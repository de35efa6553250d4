use std::collections::BTreeMap;
use std::fs;
use std::path::{Path, PathBuf};

use serde::{Deserialize, Serialize};
use tracing::debug;

use crate::error::Result;

/// Persisted value of a single control
#[derive(Debug, Clone, PartialEq, Eq, Serialize, Deserialize)]
#[serde(untagged)]
pub enum FieldValue {
    /// Checkbox state
    Checked(bool),
    /// Selector value
    Selected(String),
}

impl FieldValue {
    pub fn kind(&self) -> &'static str {
        match self {
            Self::Checked(_) => "checkbox",
            Self::Selected(_) => "select",
        }
    }

    pub fn same_kind(&self, other: &FieldValue) -> bool {
        self.kind() == other.kind()
    }
}

/// Per-field key-value persistence, keyed by control id
pub trait FieldStore {
    fn save_field(&mut self, id: &str, value: &FieldValue) -> Result<()>;

    fn load_field(&self, id: &str) -> Option<FieldValue>;
}

impl<F: FieldStore + ?Sized> FieldStore for Box<F> {
    fn save_field(&mut self, id: &str, value: &FieldValue) -> Result<()> {
        (**self).save_field(id, value)
    }

    fn load_field(&self, id: &str) -> Option<FieldValue> {
        (**self).load_field(id)
    }
}

/// In-memory store; contents are lost when dropped
#[derive(Debug, Clone, Default)]
pub struct MemoryFieldStore {
    fields: BTreeMap<String, FieldValue>,
}

impl MemoryFieldStore {
    pub fn new() -> Self {
        Self::default()
    }

    pub fn len(&self) -> usize {
        self.fields.len()
    }

    pub fn is_empty(&self) -> bool {
        self.fields.is_empty()
    }
}

impl FieldStore for MemoryFieldStore {
    fn save_field(&mut self, id: &str, value: &FieldValue) -> Result<()> {
        self.fields.insert(id.to_string(), value.clone());
        Ok(())
    }

    fn load_field(&self, id: &str) -> Option<FieldValue> {
        self.fields.get(id).cloned()
    }
}

/// Store backed by a JSON object on disk, rewritten on every save
#[derive(Debug, Clone)]
pub struct JsonFieldStore {
    path: PathBuf,
    fields: BTreeMap<String, FieldValue>,
}

impl JsonFieldStore {
    /// Open the store at `path`; a missing file starts an empty store
    pub fn open<P: AsRef<Path>>(path: P) -> Result<Self> {
        let path = path.as_ref().to_path_buf();
        let fields = if path.exists() {
            let content = fs::read_to_string(&path)?;
            serde_json::from_str(&content)?
        } else {
            BTreeMap::new()
        };
        debug!("Opened field store {:?} ({} fields)", path, fields.len());
        Ok(Self { path, fields })
    }
}

impl FieldStore for JsonFieldStore {
    fn save_field(&mut self, id: &str, value: &FieldValue) -> Result<()> {
        if self.fields.get(id) == Some(value) {
            return Ok(());
        }
        self.fields.insert(id.to_string(), value.clone());
        fs::write(&self.path, serde_json::to_string_pretty(&self.fields)?)?;
        Ok(())
    }

    fn load_field(&self, id: &str) -> Option<FieldValue> {
        self.fields.get(id).cloned()
    }
}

What to produce - Every line above must be repeated exactly as it appears.

Your solution -
repository de35efa6553250d4
use std::collections::BTreeMap;
use std::fs;
use std::path::{Path, PathBuf};

use serde::{Deserialize, Serialize};
use tracing::debug;

use crate::error::Result;

/// Persisted value of a single control
#[derive(Debug, Clone, PartialEq, Eq, Serialize, Deserialize)]
#[serde(untagged)]
pub enum FieldValue {
    /// Checkbox state
    Checked(bool),
    /// Selector value
    Selected(String),
}

impl FieldValue {
    pub fn kind(&self) -> &'static str {
        match self {
            Self::Checked(_) => "checkbox",
            Self::Selected(_) => "select",
        }
    }

    pub fn same_kind(&self, other: &FieldValue) -> bool {
        self.kind() == other.kind()
    }
}

/// Per-field key-value persistence, keyed by control id
pub trait FieldStore {
    fn save_field(&mut self, id: &str, value: &FieldValue) -> Result<()>;

    fn load_field(&self, id: &str) -> Option<FieldValue>;
}

impl<F: FieldStore + ?Sized> FieldStore for Box<F> {
    fn save_field(&mut self, id: &str, value: &FieldValue) -> Result<()> {
        (**self).save_field(id, value)
    }

    fn load_field(&self, id: &str) -> Option<FieldValue> {
        (**self).load_field(id)
    }
}

/// In-memory store; contents are lost when dropped
#[derive(Debug, Clone, Default)]
pub struct MemoryFieldStore {
    fields: BTreeMap<String, FieldValue>,
}

impl MemoryFieldStore {
    pub fn new() -> Self {
        Self::default()
    }

    pub fn len(&self) -> usize {
        self.fields.len()
    }

    pub fn is_empty(&self) -> bool {
        self.fields.is_empty()
    }
}

impl FieldStore for MemoryFieldStore {
    fn save_field(&mut self, id: &str, value: &FieldValue) -> Result<()> {
        self.fields.insert(id.to_string(), value.clone());
        Ok(())
    }

    fn load_field(&self, id: &str) -> Option<FieldValue> {
        self.fields.get(id).cloned()
    }
}

/// Store backed by a JSON object on disk, rewritten on every save
#[derive(Debug, Clone)]
pub struct JsonFieldStore {
    path: PathBuf,
    fields: BTreeMap<String, FieldValue>,
}

impl JsonFieldStore {
    /// Open the store at `path`; a missing file starts an empty store
    pub fn open<P: AsRef<Path>>(path: P) -> Result<Self> {
        let path = path.as_ref().to_path_buf();
        let fields = if path.exists() {
            let content = fs::read_to_string(&path)?;
            serde_json::from_str(&content)?
        } else {
            BTreeMap::new()
        };
        debug!("Opened field store {:?} ({} fields)", path, fields.len());
        Ok(Self { path, fields })
    }
}

impl FieldStore for JsonFieldStore {
    fn save_field(&mut self, id: &str, value: &FieldValue) -> Result<()> {
        if self.fields.get(id) == Some(value) {
            return Ok(());
        }
        self.fields.insert(id.to_string(), value.clone());
        fs::write(&self.path, serde_json::to_string_pretty(&self.fields)?)?;
        Ok(())
    }

    fn load_field(&self, id: &str) -> Option<FieldValue> {
        self.fields.get(id).cloned()
    }
}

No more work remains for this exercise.